The Greens want a partial reopening of Madeira Drive along virtually identical lines to the Conservative proposal tabled at a meeting of Brighton and Hove City Council on Thursday 13 August.
But when the almost identical proposal was discussed at the meeting of the full council last month, the Greens voted emphatically against.
Their welcome u-turn is contained in the agenda papers for the council’s Environment, Transport and Sustainability Committee meeting tomorrow (Tuesday 29 September).
With Labour performing a u-turn on their position a few weeks ago and now the Greens doing the same, we are in grave danger of common-sense prevailing.
We are of course pleased to see this change and to see that Labour and Green councillors now agree with the Conservatives and prominent local environmentalists.
It is just a shame that they have taken so long and, as a result, traders have suffered more than was necessary.
It has also meant that blue badge holders have endured unacceptable marginalisation by not having access to disabled parking bays in Madeira Drive next to the pier.
They have also had the indignity of having to ask a stranger if they could use the toilet.
Welcome as the u-turns are, by Labour and the Greens, the latest proposals do not go far enough and are not a permanent solution.
The Greens want officers to start the design process but what the council needs to do is get on with making the changes now.
They removed the cycle lane by the pier in a matter of days when the bus companies raised concerns.
And they changed the Duke’s Mound end without coming to committee so they can do the same with reopening Madeira Drive.
The proposal, albeit very welcome, seems to include an unnecessary process aimed at slowing any change down.
Let’s not forget, the changes in Madeira Drive were a temporary measure brought in during the coronavirus lockdown.
When the urgent immediate need is no longer required, Madeira Drive should be reinstated to how it was.
If a permanent change is wanted, it should be proposed in the proper way, to the proper committee and be subject to full and proper public consultation.
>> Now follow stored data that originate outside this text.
//! Client for the MFA API endpoints used during enrollment.

use reqwest::header::AUTHORIZATION;
use reqwest::Method;
use serde::{Deserialize, Serialize};

use crate::config::{ClientConfig, PushService};
use crate::device::{DeviceIdentity, Totp};
use crate::error::GuardKitError;
use crate::http_request::HttpClient;
use crate::keys::{Jwk, VerificationKey};
use crate::request::ApiRequest;
use crate::ticket::EnrollmentTicket;

pub(crate) const ENROLL_PATH: &str = "api/enroll";

/// Builds the requests of the MFA API. Building a request performs no I/O.
#[derive(Debug, Clone)]
pub struct ApiClient {
    config: ClientConfig,
    http: HttpClient,
}

/// Body of `POST /api/enroll`.
#[derive(Serialize)]
struct DeviceRegistration<'a> {
    identifier: &'a str,
    name: &'a str,
    push_credentials: PushCredentials<'a>,
    public_key: Jwk,
}

#[derive(Serialize)]
struct PushCredentials<'a> {
    service: PushService,
    token: &'a str,
}

/// Response of `POST /api/enroll`.
///
/// `id`, `user_id` and `token` are required, a response without them fails to decode. `totp` is
/// absent for push-only enrollments.
#[derive(Deserialize)]
#[cfg_attr(test, derive(Debug))]
pub struct EnrollmentPayload {
    /// Identifier of the new enrollment.
    pub id: String,
    /// Owner of the enrollment.
    pub user_id: String,
    /// Device token for later API calls.
    pub token: String,
    /// TOTP parameters.
    #[serde(default)]
    pub totp: Option<Totp>,
}

impl ApiClient {
    /// Creates a client for the given configuration.
    #[must_use]
    pub fn new(config: ClientConfig) -> Self {
        let http = HttpClient::new(&config);
        Self { config, http }
    }

    /// The configuration the client was built with.
    #[must_use]
    pub const fn config(&self) -> &ClientConfig {
        &self.config
    }

    /// Builds the enrollment call: `POST /api/enroll` authorized by the ticket, registering the
    /// device, its notification token and its public key.
    ///
    /// When the public key cannot be exported the request is built in a failed state carrying that
    /// error. So is a ticket containing `"` or `\`, which cannot be carried in the quoted header
    /// value.
    #[must_use]
    pub fn enroll(
        &self,
        ticket: &EnrollmentTicket,
        device: &DeviceIdentity,
        notification_token: &str,
        verification_key: &dyn VerificationKey,
    ) -> ApiRequest<EnrollmentPayload> {
        let url = self.config.endpoint(ENROLL_PATH);
        if ticket.as_str().contains(['"', '\\']) {
            let error = GuardKitError::InvalidInput {
                attribute: "enrollment_ticket".to_string(),
                reason: "must not contain quotes or backslashes".to_string(),
            };
            return ApiRequest::failed(Method::POST, url, error);
        }
        let public_key = match verification_key.jwk() {
            Ok(jwk) => jwk,
            Err(error) => return ApiRequest::failed(Method::POST, url, error),
        };

        let registration = DeviceRegistration {
            identifier: &device.identifier,
            name: &device.name,
            push_credentials: PushCredentials {
                service: self.config.push_service,
                token: notification_token,
            },
            public_key,
        };

        ApiRequest::new(self.http.clone(), Method::POST, url)
            .sensitive_header(
                AUTHORIZATION,
                &format!("Ticket id=\"{}\"", ticket.as_str()),
            )
            .json(&registration)
    }
}

#[cfg(test)]
mod tests {
    use super::*;
    use crate::error::GuardKitResult;
    use crate::request::Requestable;
    use mockito::{Matcher, Server};
    use secrecy::ExposeSecret;
    use serde_json::json;
    use test_case::test_case;

    struct StaticKey;

    impl VerificationKey for StaticKey {
        fn jwk(&self) -> GuardKitResult<Jwk> {
            Ok(Jwk::rsa(&[0xff, 0xfe, 0x01], &[0x01, 0x00, 0x01]))
        }
    }

    struct UnexportableKey;

    impl VerificationKey for UnexportableKey {
        fn jwk(&self) -> GuardKitResult<Jwk> {
            Err(GuardKitError::InvalidKey("key is not exportable".to_string()))
        }
    }

    #[tokio::test]
    async fn test_enroll_request_shape() {
        let mut server = Server::new_async().await;
        let mock = server
            .mock("POST", "/api/enroll")
            .match_header("authorization", "Ticket id=\"ticket_123\"")
            .match_header("content-type", "application/json")
            .match_header(
                "user-agent",
                Matcher::Regex("^guardkit-core/".to_string()),
            )
            .match_body(Matcher::Json(json!({
                "identifier": "device-id",
                "name": "Test Phone",
                "push_credentials": {"service": "GCM", "token": "push_token"},
                "public_key": {
                    "kty": "RSA",
                    "alg": "RS256",
                    "use": "sig",
                    "n": "__4B",
                    "e": "AQAB",
                },
            })))
            .with_status(200)
            .with_body(
                json!({
                    "id": "dev_1",
                    "user_id": "auth0|user",
                    "token": "device_token",
                    "totp": {"secret": "JBSWY3DPEHPK3PXP", "digits": 8}
                })
                .to_string(),
            )
            .create_async()
            .await;

        let api = ApiClient::new(
            ClientConfig::with_base_url(&server.url()).with_push_service(PushService::Gcm),
        );
        let payload = api
            .enroll(
                &EnrollmentTicket::new("ticket_123").unwrap(),
                &DeviceIdentity::new("device-id", "Test Phone"),
                "push_token",
                &StaticKey,
            )
            .start()
            .await
            .unwrap();

        mock.assert_async().await;
        assert_eq!(payload.id, "dev_1");
        assert_eq!(payload.user_id, "auth0|user");
        assert_eq!(payload.token, "device_token");
        let totp = payload.totp.unwrap();
        assert_eq!(totp.secret().expose_secret(), "JBSWY3DPEHPK3PXP");
        assert_eq!(totp.digits(), 8);
    }

    #[tokio::test]
    async fn test_unexportable_key_fails_without_network() {
        let mut server = Server::new_async().await;
        let mock = server
            .mock("POST", "/api/enroll")
            .expect(0)
            .create_async()
            .await;

        let api = ApiClient::new(ClientConfig::with_base_url(&server.url()));
        let request = api.enroll(
            &EnrollmentTicket::new("ticket_123").unwrap(),
            &DeviceIdentity::new("device-id", "Test Phone"),
            "push_token",
            &UnexportableKey,
        );
        assert_eq!(request.method(), &Method::POST);
        assert_eq!(request.url().path(), "/api/enroll");

        let err = request.start().await.unwrap_err();
        mock.assert_async().await;
        assert_eq!(
            err,
            GuardKitError::InvalidKey("key is not exportable".to_string())
        );
    }

    #[test]
    fn test_client_is_built_from_validated_config() {
        let config = ClientConfig::for_domain("tenant.guardian.example.com").unwrap();
        let api = ApiClient::new(config.clone());
        assert_eq!(api.config(), &config);
        assert_eq!(
            api.config().endpoint(ENROLL_PATH).as_str(),
            "https://tenant.guardian.example.com/api/enroll"
        );
    }

    #[test_case("tick\"et" ; "quote")]
    #[test_case("tick\\et" ; "backslash")]
    #[tokio::test]
    async fn test_unquotable_ticket_fails_without_network(ticket: &str) {
        let mut server = Server::new_async().await;
        let mock = server
            .mock("POST", "/api/enroll")
            .expect(0)
            .create_async()
            .await;

        let api = ApiClient::new(ClientConfig::with_base_url(&server.url()));
        let err = api
            .enroll(
                &EnrollmentTicket::new(ticket).unwrap(),
                &DeviceIdentity::new("device-id", "Test Phone"),
                "push_token",
                &StaticKey,
            )
            .start()
            .await
            .unwrap_err();

        mock.assert_async().await;
        assert!(matches!(
            err,
            GuardKitError::InvalidInput { attribute, .. } if attribute == "enrollment_ticket"
        ));
    }
}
This should include all the necessary “impact assessments”.
It should then be decided upon democratically by committee – with no Trojan horses used to slip in change under the guise of covid.
It is also worth remembering that the council looks like losing millions of pounds of parking revenue because it suspended so many bays as part of its covid-19 measures.
And this revenue props up a number of vital services such as bus passes for our senior citizens, disabled people and school children as well as subsidised bus routes.
We have yet to hear how this funding shortfall will be made good.
This yet another shortcoming of the decisions taken in relation to Madeira Drive and the seafront cycle lane show why our committee system is vital.
There is no substitute for proper consultation and proper, informed, democratic decision-making for the benefit of us all.
Councillor Lee Wares speaks for the Conservatives on the environment, transport and sustainability on Brighton and Hove City Council.